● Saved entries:
- - - - -
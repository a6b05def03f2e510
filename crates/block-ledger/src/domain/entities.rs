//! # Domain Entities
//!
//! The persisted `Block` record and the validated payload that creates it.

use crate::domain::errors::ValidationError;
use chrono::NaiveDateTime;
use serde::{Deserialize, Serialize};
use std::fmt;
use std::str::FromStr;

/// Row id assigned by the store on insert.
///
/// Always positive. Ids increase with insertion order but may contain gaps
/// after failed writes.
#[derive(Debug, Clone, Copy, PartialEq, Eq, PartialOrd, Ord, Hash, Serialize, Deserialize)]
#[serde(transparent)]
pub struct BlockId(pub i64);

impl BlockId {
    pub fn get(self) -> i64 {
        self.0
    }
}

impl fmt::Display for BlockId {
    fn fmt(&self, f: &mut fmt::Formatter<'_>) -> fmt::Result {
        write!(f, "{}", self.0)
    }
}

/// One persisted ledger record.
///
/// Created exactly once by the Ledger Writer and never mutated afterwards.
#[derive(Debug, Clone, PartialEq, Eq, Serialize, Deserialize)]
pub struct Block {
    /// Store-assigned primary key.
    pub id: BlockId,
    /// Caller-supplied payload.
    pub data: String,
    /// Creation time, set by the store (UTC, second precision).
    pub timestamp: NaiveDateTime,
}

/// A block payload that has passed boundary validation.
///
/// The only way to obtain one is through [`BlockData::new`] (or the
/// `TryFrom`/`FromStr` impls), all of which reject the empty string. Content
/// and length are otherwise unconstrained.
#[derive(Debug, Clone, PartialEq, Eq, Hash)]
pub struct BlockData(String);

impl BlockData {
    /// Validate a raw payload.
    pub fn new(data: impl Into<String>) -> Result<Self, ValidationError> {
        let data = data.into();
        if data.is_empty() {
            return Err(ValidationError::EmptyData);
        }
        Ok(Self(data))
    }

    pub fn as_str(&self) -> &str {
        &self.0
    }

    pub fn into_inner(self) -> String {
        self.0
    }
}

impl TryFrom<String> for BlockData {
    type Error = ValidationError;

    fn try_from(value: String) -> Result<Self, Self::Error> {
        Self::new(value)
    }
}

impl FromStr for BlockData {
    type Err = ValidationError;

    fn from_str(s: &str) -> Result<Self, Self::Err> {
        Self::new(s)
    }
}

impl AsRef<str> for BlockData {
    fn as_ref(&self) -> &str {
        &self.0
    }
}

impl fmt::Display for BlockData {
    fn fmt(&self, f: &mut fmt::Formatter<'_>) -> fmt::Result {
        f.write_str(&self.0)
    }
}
- - - - -
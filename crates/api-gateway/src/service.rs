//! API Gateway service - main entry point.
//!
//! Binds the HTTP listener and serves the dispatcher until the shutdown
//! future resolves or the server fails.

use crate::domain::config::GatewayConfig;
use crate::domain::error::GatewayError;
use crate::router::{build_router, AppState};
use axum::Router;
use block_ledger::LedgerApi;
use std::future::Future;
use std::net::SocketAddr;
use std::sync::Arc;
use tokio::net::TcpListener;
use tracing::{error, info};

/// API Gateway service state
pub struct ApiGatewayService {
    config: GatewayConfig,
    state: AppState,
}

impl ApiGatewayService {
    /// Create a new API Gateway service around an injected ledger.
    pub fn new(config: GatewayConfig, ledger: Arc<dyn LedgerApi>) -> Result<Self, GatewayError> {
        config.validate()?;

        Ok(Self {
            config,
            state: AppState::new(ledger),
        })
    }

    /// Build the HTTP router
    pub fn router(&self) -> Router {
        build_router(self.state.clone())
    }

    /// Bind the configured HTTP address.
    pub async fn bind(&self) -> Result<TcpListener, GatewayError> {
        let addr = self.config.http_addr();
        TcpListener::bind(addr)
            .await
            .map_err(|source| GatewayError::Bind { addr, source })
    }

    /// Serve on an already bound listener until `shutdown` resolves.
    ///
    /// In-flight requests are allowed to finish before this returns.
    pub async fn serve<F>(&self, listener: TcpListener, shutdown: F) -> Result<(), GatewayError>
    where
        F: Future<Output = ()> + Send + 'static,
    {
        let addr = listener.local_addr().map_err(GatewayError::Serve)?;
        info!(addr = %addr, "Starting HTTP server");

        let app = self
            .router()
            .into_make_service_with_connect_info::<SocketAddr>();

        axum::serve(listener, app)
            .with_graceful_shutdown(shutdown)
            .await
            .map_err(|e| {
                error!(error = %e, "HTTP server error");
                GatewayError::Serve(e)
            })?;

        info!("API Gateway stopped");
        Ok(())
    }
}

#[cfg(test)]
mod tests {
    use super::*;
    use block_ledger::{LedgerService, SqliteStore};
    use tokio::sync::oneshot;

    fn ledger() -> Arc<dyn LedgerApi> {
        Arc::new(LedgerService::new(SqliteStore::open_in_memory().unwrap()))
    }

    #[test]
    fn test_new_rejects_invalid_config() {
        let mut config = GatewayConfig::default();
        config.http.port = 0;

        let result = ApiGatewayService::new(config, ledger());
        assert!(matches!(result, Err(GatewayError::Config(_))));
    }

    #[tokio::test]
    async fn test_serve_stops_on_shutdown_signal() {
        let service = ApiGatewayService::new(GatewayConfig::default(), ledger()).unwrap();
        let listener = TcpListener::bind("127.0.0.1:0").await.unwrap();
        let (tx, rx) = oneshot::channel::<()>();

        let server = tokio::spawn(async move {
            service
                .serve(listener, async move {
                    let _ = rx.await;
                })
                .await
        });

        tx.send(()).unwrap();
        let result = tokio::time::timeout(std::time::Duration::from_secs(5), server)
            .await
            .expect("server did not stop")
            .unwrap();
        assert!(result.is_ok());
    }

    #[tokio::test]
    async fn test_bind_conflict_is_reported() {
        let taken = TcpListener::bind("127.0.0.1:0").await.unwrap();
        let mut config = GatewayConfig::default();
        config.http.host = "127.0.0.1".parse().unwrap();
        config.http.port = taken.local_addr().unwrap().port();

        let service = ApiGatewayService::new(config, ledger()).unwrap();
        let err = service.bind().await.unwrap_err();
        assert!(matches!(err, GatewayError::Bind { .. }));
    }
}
- - - - -
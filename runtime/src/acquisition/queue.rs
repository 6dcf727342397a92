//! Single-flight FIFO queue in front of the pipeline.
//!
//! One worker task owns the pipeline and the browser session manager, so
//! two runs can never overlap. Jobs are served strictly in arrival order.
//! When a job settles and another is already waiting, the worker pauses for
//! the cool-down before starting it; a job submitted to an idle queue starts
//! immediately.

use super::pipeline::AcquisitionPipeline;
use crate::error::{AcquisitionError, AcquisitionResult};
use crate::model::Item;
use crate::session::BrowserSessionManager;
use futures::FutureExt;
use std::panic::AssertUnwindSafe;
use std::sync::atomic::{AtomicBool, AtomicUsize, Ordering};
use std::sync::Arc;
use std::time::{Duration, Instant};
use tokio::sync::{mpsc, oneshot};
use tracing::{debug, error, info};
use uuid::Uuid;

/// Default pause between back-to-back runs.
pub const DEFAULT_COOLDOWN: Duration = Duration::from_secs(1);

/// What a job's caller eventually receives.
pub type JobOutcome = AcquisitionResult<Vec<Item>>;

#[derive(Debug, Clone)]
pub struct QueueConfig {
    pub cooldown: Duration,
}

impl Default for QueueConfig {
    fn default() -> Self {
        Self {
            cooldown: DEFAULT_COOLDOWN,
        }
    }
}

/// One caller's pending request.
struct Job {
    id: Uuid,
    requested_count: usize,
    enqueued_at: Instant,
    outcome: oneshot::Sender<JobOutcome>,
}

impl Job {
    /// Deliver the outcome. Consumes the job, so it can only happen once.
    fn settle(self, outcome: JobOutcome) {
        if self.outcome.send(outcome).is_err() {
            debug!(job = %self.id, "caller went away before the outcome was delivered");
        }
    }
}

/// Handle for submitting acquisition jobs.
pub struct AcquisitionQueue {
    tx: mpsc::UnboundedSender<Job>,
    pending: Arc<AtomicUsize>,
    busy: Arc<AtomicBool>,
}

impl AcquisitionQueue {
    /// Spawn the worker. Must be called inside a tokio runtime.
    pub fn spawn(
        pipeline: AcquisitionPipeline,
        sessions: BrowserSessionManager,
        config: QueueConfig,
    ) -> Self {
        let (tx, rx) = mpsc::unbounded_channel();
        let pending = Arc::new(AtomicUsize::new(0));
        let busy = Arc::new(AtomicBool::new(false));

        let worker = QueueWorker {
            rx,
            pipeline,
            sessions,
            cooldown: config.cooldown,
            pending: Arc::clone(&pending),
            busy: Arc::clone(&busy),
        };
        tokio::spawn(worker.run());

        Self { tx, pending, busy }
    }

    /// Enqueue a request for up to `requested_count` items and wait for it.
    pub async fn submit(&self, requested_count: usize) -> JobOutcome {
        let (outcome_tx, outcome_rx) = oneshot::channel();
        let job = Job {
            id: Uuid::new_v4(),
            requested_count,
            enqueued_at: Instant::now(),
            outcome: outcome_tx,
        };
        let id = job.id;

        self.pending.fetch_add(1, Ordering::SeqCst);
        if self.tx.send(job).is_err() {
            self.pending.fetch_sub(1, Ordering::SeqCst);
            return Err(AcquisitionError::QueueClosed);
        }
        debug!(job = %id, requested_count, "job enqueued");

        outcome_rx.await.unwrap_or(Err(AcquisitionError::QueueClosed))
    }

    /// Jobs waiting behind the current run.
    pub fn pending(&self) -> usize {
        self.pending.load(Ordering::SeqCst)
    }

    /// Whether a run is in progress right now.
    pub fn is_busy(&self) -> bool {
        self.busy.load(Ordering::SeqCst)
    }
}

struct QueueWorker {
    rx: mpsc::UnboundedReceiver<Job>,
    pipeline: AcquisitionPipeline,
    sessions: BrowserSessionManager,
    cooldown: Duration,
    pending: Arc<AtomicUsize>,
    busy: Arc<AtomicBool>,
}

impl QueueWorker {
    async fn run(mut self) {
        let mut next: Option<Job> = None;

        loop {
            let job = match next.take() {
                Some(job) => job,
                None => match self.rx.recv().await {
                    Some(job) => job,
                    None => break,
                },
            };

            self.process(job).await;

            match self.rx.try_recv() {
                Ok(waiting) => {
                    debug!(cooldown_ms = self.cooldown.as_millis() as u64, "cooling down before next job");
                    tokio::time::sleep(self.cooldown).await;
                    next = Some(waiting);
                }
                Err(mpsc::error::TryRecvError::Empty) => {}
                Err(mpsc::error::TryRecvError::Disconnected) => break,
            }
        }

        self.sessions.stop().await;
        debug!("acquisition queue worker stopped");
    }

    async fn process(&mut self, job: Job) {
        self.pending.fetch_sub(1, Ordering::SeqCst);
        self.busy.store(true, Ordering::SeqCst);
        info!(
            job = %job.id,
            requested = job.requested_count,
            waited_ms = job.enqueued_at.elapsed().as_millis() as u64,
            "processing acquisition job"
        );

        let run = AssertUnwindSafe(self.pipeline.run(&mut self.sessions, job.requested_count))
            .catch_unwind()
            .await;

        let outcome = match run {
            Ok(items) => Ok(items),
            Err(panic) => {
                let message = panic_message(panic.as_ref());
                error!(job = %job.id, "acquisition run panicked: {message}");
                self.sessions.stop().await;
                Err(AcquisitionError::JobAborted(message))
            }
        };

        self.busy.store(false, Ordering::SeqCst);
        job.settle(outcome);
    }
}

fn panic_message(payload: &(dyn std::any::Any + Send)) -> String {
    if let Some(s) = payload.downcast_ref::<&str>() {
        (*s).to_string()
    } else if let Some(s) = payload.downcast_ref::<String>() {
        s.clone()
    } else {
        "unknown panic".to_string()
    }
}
- - - - -
● What to do: There is a line with "impl Default for" and a line with "let busy = Arc::new(AtomicBool::new(false));" above. Copy exactly those two lines and all lines between them, with nothing else.

● Answer section:
impl Default for QueueConfig {
    fn default() -> Self {
        Self {
            cooldown: DEFAULT_COOLDOWN,
        }
    }
}

/// One caller's pending request.
struct Job {
    id: Uuid,
    requested_count: usize,
    enqueued_at: Instant,
    outcome: oneshot::Sender<JobOutcome>,
}

impl Job {
    /// Deliver the outcome. Consumes the job, so it can only happen once.
    fn settle(self, outcome: JobOutcome) {
        if self.outcome.send(outcome).is_err() {
            debug!(job = %self.id, "caller went away before the outcome was delivered");
        }
    }
}

/// Handle for submitting acquisition jobs.
pub struct AcquisitionQueue {
    tx: mpsc::UnboundedSender<Job>,
    pending: Arc<AtomicUsize>,
    busy: Arc<AtomicBool>,
}

impl AcquisitionQueue {
    /// Spawn the worker. Must be called inside a tokio runtime.
    pub fn spawn(
        pipeline: AcquisitionPipeline,
        sessions: BrowserSessionManager,
        config: QueueConfig,
    ) -> Self {
        let (tx, rx) = mpsc::unbounded_channel();
        let pending = Arc::new(AtomicUsize::new(0));
        let busy = Arc::new(AtomicBool::new(false));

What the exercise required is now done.